» **PROBLEM DESCRIPTION**:
Where a line below holds the string "future", count it; then give the total without any other words.

(Beginning of EXERCISE MATERIALS)

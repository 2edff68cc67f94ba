//! Camera boundary: the driver pushes compressed frames into a [`FrameSink`]
//! from its own thread and is started/stopped by the service loop.

#[cfg(target_os = "linux")]
mod v4l2;

#[cfg(target_os = "linux")]
pub use v4l2::V4l2Camera;

use std::sync::Arc;
use thiserror::Error;

use crate::config::CameraConfig;

#[derive(Error, Debug)]
pub enum CameraError {
    #[error("failed to open {device}: {source}")]
    Open {
        device: String,
        #[source]
        source: std::io::Error,
    },

    #[error("format negotiation failed: {0}")]
    Format(String),

    #[error("failed to start streaming: {0}")]
    Start(String),

    #[error("failed to spawn capture thread: {0}")]
    Thread(#[from] std::io::Error),

    #[error("camera capture is not supported on this platform")]
    Unsupported,
}

/// Receives every frame the driver delivers, on the driver's thread
pub trait FrameSink: Send + Sync {
    fn on_frame(&self, data: &[u8]);
}

/// Hardware capture control
pub trait CameraDriver: Send {
    fn start(&mut self) -> Result<(), CameraError>;
    fn stop(&mut self) -> Result<(), CameraError>;
    fn is_streaming(&self) -> bool;
}

impl<T: CameraDriver + ?Sized> CameraDriver for Box<T> {
    fn start(&mut self) -> Result<(), CameraError> {
        (**self).start()
    }

    fn stop(&mut self) -> Result<(), CameraError> {
        (**self).stop()
    }

    fn is_streaming(&self) -> bool {
        (**self).is_streaming()
    }
}

/// Opens and configures the platform camera. Streaming is not started.
#[cfg(target_os = "linux")]
pub fn open(
    config: &CameraConfig,
    sink: Arc<dyn FrameSink>,
) -> Result<Box<dyn CameraDriver>, CameraError> {
    Ok(Box::new(V4l2Camera::open(config, sink)?))
}

#[cfg(not(target_os = "linux"))]
pub fn open(
    _config: &CameraConfig,
    _sink: Arc<dyn FrameSink>,
) -> Result<Box<dyn CameraDriver>, CameraError> {
    Err(CameraError::Unsupported)
}
//! Single-camera motion streamer

use anyhow::{Context, Result};
use cam_motion_streamer::camera::{self, FrameSink};
use cam_motion_streamer::config::Config;
use cam_motion_streamer::motion::MotionDetector;
use cam_motion_streamer::pipeline::{Cadence, CaptureIntake, SharedPipeline};
use cam_motion_streamer::service::{self, ServiceLoop};
use cam_motion_streamer::transport::WsServer;
use clap::Parser;
use std::path::PathBuf;
use std::sync::atomic::{AtomicBool, Ordering};
use std::sync::Arc;
use tracing::{error, info, warn};
use tracing_subscriber::{fmt, EnvFilter};

#[derive(Parser, Debug)]
#[command(name = "cam-motion-streamer")]
#[command(about = "Streams camera preview frames and motion telemetry to one WebSocket viewer")]
#[command(version)]
struct Cli {
    /// Path to configuration file; built-in defaults when omitted
    #[arg(short, long)]
    config: Option<PathBuf>,

    /// Override the listening port
    #[arg(short, long)]
    port: Option<u16>,

    /// Override the camera device path
    #[arg(short, long)]
    device: Option<String>,

    /// Enable verbose logging
    #[arg(short, long)]
    verbose: bool,

    /// Append logs to this file instead of stderr
    #[arg(long)]
    log_file: Option<PathBuf>,
}

#[tokio::main]
async fn main() {
    let cli = Cli::parse();

    if let Err(e) = init_logging(&cli) {
        eprintln!("failed to initialize logging: {:#}", e);
        std::process::exit(1);
    }

    if let Err(e) = run(cli).await {
        error!(error = %format!("{:#}", e), "Fatal error");
        std::process::exit(1);
    }
}

fn init_logging(cli: &Cli) -> Result<()> {
    let filter = if cli.verbose {
        EnvFilter::new("debug")
    } else {
        EnvFilter::try_from_default_env().unwrap_or_else(|_| EnvFilter::new("info"))
    };

    match &cli.log_file {
        Some(path) => {
            let file = std::fs::OpenOptions::new()
                .create(true)
                .append(true)
                .open(path)
                .with_context(|| format!("cannot open log file {}", path.display()))?;
            fmt()
                .with_env_filter(filter)
                .with_target(false)
                .with_ansi(false)
                .with_writer(std::sync::Mutex::new(file))
                .init();
        }
        None => fmt().with_env_filter(filter).with_target(false).init(),
    }
    Ok(())
}

fn load_config(cli: &Cli) -> Result<Config> {
    let mut config = match &cli.config {
        Some(path) => {
            info!(config_path = %path.display(), "Loading configuration");
            Config::load(path)
                .with_context(|| format!("failed to load {}", path.display()))?
        }
        None => Config::default(),
    };

    if let Some(port) = cli.port {
        config.server.port = port;
    }
    if let Some(device) = &cli.device {
        config.camera.device = device.clone();
    }
    config.validate().context("invalid configuration")?;
    Ok(config)
}

async fn run(cli: Cli) -> Result<()> {
    info!("Camera motion streamer starting");
    let config = load_config(&cli)?;

    info!(
        device = %config.camera.device,
        resolution = %format!("{}x{}", config.camera.width, config.camera.height),
        capture_fps = config.pipeline.capture_fps,
        preview_fps = config.pipeline.preview_fps,
        telemetry_ms = config.pipeline.telemetry_interval_ms,
        threshold = config.motion.threshold,
        min_area = config.motion.min_area,
        blur_kernel = config.motion.blur_kernel,
        "Configuration loaded"
    );

    let detector =
        MotionDetector::new(config.motion.params()).context("failed to initialize motion detector")?;

    let pipeline = Arc::new(SharedPipeline::new(Cadence::from(&config.pipeline)));
    let (events, event_rx) = service::channel();

    let intake: Arc<dyn FrameSink> = Arc::new(CaptureIntake::new(
        Arc::clone(&pipeline),
        detector,
        events.clone(),
        &config.camera,
    ));
    let camera = camera::open(&config.camera, intake).context("failed to open camera")?;

    let addr = format!("{}:{}", config.server.bind, config.server.port);
    let server = WsServer::bind(&addr, events.clone(), config.server.outbound_queue)
        .await
        .context("failed to start WebSocket server")?;
    info!(addr = %server.local_addr()?, "Listening for viewer");

    let server_task = tokio::spawn(server.run());

    let stop = Arc::new(AtomicBool::new(false));
    let mut service_loop = ServiceLoop::new(
        Arc::clone(&pipeline),
        camera,
        event_rx,
        Arc::clone(&stop),
        &config.service,
    );
    let mut loop_task = tokio::task::spawn_blocking(move || service_loop.run());

    tokio::select! {
        _ = shutdown_signal() => {
            info!("Shutting down");
            stop.store(true, Ordering::Release);
            events.shutdown();
            if let Err(e) = (&mut loop_task).await {
                warn!(error = %e, "Service loop task failed");
            }
        }
        result = &mut loop_task => {
            if let Err(e) = result {
                warn!(error = %e, "Service loop task failed");
            }
        }
    }

    server_task.abort();
    info!(stats = ?pipeline.stats(), "Stopped");
    Ok(())
}

async fn shutdown_signal() {
    let ctrl_c = async {
        if let Err(e) = tokio::signal::ctrl_c().await {
            warn!(error = %e, "Failed to listen for Ctrl+C");
            std::future::pending::<()>().await;
        }
    };

    #[cfg(unix)]
    let terminate = async {
        use tokio::signal::unix::{signal, SignalKind};
        match signal(SignalKind::terminate()) {
            Ok(mut sig) => {
                sig.recv().await;
            }
            Err(e) => {
                warn!(error = %e, "Failed to listen for SIGTERM");
                std::future::pending::<()>().await;
            }
        }
    };

    #[cfg(not(unix))]
    let terminate = std::future::pending::<()>();

    tokio::select! {
        _ = ctrl_c => {},
        _ = terminate => {},
    }
}
use std::sync::atomic::{AtomicU64, Ordering};

/// Statistics for the capture/detect/publish pipeline
#[derive(Debug, Clone, Copy, Default, PartialEq, Eq)]
pub struct PipelineStats {
    pub frames_received: u64,
    pub frames_accepted: u64,
    pub frames_invalid: u64,
    pub frames_rate_limited: u64,
    pub frames_analyzed: u64,
    pub motion_frames: u64,
    pub telemetry_sent: u64,
    pub frames_sent: u64,
    pub sends_skipped: u64,
    pub sessions: u64,
}

/// Lock-free counters, independent of the pipeline lock
#[derive(Debug, Default)]
pub(crate) struct StatsCounters {
    pub frames_received: AtomicU64,
    pub frames_accepted: AtomicU64,
    pub frames_invalid: AtomicU64,
    pub frames_rate_limited: AtomicU64,
    pub frames_analyzed: AtomicU64,
    pub motion_frames: AtomicU64,
    pub telemetry_sent: AtomicU64,
    pub frames_sent: AtomicU64,
    pub sends_skipped: AtomicU64,
    pub sessions: AtomicU64,
}

impl StatsCounters {
    #[inline]
    pub fn incr(counter: &AtomicU64) {
        counter.fetch_add(1, Ordering::Relaxed);
    }

    pub fn snapshot(&self) -> PipelineStats {
        PipelineStats {
            frames_received: self.frames_received.load(Ordering::Relaxed),
            frames_accepted: self.frames_accepted.load(Ordering::Relaxed),
            frames_invalid: self.frames_invalid.load(Ordering::Relaxed),
            frames_rate_limited: self.frames_rate_limited.load(Ordering::Relaxed),
            frames_analyzed: self.frames_analyzed.load(Ordering::Relaxed),
            motion_frames: self.motion_frames.load(Ordering::Relaxed),
            telemetry_sent: self.telemetry_sent.load(Ordering::Relaxed),
            frames_sent: self.frames_sent.load(Ordering::Relaxed),
            sends_skipped: self.sends_skipped.load(Ordering::Relaxed),
            sessions: self.sessions.load(Ordering::Relaxed),
        }
    }
}

impl PipelineStats {
    /// Frames dropped at intake for any reason
    pub fn frames_dropped(&self) -> u64 {
        self.frames_invalid + self.frames_rate_limited
    }
}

(End of EXERCISE MATERIALS)

» **EXERCISE RESULT**:
3